• [WORK TO COMPLETE]: Return each line of the records holding the string "https".
** Opening SUPPLIED DATA block **
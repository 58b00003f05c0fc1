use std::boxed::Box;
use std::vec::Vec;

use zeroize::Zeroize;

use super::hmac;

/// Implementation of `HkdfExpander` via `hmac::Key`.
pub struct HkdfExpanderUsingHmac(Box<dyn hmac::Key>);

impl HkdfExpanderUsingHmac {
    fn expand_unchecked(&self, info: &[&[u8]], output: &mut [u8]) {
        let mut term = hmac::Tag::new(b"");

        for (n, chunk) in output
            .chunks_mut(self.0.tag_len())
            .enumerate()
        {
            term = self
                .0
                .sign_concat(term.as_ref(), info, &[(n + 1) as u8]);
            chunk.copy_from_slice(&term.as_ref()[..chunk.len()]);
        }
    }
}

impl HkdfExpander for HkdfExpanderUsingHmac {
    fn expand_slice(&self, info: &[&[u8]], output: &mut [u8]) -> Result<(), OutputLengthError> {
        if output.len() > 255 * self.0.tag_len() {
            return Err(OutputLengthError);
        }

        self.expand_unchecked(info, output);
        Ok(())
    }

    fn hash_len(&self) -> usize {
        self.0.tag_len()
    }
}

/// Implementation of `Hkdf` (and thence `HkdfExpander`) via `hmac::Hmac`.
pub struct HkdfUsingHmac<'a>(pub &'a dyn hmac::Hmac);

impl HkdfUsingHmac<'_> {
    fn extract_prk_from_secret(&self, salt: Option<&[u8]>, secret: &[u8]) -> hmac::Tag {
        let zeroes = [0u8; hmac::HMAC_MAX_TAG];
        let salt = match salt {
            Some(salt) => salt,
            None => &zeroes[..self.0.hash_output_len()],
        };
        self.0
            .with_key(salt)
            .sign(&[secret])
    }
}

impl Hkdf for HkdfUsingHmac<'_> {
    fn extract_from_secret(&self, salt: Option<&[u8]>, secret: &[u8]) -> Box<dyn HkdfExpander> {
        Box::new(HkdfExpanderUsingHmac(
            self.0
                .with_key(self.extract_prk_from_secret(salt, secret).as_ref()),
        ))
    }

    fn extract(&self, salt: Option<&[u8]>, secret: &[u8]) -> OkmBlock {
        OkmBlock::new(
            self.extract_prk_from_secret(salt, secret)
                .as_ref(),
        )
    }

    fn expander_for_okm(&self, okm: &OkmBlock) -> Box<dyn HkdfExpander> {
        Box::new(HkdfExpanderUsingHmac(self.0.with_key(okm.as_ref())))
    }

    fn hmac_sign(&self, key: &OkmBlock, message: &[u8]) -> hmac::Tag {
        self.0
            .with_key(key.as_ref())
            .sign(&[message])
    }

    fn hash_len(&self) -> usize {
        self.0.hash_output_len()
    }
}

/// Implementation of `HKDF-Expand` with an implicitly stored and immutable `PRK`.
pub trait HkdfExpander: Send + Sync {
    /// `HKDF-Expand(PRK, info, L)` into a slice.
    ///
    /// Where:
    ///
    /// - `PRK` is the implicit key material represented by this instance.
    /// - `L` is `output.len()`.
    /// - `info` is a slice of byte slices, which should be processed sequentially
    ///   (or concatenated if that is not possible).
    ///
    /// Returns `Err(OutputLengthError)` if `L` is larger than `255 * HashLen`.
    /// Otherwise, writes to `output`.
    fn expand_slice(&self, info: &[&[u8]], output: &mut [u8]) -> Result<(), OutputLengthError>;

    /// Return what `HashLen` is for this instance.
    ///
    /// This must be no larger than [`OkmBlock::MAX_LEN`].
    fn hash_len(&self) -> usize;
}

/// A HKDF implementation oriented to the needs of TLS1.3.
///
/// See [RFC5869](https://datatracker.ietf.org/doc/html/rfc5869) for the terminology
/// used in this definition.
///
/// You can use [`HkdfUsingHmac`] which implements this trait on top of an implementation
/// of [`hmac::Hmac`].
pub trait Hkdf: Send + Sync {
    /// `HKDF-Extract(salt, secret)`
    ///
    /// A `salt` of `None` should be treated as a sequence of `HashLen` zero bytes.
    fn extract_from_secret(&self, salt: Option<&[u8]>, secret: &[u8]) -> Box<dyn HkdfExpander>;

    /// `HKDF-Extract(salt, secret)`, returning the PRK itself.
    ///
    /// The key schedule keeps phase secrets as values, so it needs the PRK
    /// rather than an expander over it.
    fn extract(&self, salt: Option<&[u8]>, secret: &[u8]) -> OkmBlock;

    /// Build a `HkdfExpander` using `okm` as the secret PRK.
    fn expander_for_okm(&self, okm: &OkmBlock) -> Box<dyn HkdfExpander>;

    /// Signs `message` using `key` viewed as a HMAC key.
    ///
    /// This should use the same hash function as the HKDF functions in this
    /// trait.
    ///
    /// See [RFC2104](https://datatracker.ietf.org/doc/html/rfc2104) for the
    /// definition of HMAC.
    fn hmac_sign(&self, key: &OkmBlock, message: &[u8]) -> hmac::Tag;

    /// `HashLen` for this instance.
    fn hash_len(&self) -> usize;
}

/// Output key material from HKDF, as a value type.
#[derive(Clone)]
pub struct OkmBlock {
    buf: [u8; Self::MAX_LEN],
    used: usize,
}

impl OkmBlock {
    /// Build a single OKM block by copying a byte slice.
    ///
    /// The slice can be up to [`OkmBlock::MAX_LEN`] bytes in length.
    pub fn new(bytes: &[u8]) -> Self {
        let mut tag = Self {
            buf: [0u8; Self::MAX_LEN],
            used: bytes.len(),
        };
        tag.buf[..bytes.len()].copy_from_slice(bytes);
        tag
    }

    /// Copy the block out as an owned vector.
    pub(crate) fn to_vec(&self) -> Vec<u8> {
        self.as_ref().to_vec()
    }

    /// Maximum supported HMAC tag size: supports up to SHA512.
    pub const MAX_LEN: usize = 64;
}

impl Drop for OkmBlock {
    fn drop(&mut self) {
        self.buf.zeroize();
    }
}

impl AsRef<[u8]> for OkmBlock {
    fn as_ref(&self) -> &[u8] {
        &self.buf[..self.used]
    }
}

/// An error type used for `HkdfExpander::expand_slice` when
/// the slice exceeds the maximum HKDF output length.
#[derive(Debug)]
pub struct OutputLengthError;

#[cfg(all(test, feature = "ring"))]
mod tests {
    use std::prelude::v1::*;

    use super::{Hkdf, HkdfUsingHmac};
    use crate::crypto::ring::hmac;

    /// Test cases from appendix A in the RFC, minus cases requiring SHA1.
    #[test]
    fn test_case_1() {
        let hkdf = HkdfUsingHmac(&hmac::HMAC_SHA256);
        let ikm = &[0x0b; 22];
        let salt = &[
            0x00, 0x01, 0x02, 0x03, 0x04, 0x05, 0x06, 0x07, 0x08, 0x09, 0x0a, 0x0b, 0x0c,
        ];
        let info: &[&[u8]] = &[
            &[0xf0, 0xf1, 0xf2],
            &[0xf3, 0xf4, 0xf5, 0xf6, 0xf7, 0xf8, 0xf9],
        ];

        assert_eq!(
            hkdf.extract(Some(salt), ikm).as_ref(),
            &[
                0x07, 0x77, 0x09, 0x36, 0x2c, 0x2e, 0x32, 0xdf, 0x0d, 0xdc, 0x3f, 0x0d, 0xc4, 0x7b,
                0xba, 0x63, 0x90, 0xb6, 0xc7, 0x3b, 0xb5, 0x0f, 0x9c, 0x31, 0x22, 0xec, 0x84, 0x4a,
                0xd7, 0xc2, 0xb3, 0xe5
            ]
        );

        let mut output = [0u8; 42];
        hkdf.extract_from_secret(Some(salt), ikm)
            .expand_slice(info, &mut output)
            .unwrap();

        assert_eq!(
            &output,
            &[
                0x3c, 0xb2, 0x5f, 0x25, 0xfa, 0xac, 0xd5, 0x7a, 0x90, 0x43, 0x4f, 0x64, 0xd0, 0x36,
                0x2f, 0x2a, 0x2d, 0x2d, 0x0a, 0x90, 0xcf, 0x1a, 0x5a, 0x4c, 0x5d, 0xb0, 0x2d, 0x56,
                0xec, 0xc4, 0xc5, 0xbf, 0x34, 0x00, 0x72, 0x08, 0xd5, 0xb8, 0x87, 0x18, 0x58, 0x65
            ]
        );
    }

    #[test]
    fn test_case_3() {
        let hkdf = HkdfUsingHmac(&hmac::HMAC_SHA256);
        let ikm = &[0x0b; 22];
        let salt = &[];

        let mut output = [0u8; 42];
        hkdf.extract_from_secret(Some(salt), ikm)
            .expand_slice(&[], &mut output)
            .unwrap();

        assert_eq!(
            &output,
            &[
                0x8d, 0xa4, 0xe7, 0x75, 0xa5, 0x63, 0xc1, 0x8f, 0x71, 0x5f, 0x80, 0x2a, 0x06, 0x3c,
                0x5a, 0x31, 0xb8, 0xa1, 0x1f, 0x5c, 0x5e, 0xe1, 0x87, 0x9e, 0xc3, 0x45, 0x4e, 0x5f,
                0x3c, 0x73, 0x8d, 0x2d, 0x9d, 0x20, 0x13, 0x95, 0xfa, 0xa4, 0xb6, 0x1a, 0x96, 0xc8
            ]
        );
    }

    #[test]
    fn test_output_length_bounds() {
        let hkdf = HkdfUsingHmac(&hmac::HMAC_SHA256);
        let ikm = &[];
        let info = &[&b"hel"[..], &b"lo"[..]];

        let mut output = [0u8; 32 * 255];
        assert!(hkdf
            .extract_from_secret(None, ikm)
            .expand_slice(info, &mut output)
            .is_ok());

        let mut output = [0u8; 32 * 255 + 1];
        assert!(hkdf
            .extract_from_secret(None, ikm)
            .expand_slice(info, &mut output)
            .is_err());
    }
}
** Closing SUPPLIED DATA block **
• [YOUR RESPONSE]:
/// See [RFC5869](https://datatracker.ietf.org/doc/html/rfc5869) for the terminology
    /// See [RFC2104](https://datatracker.ietf.org/doc/html/rfc2104) for the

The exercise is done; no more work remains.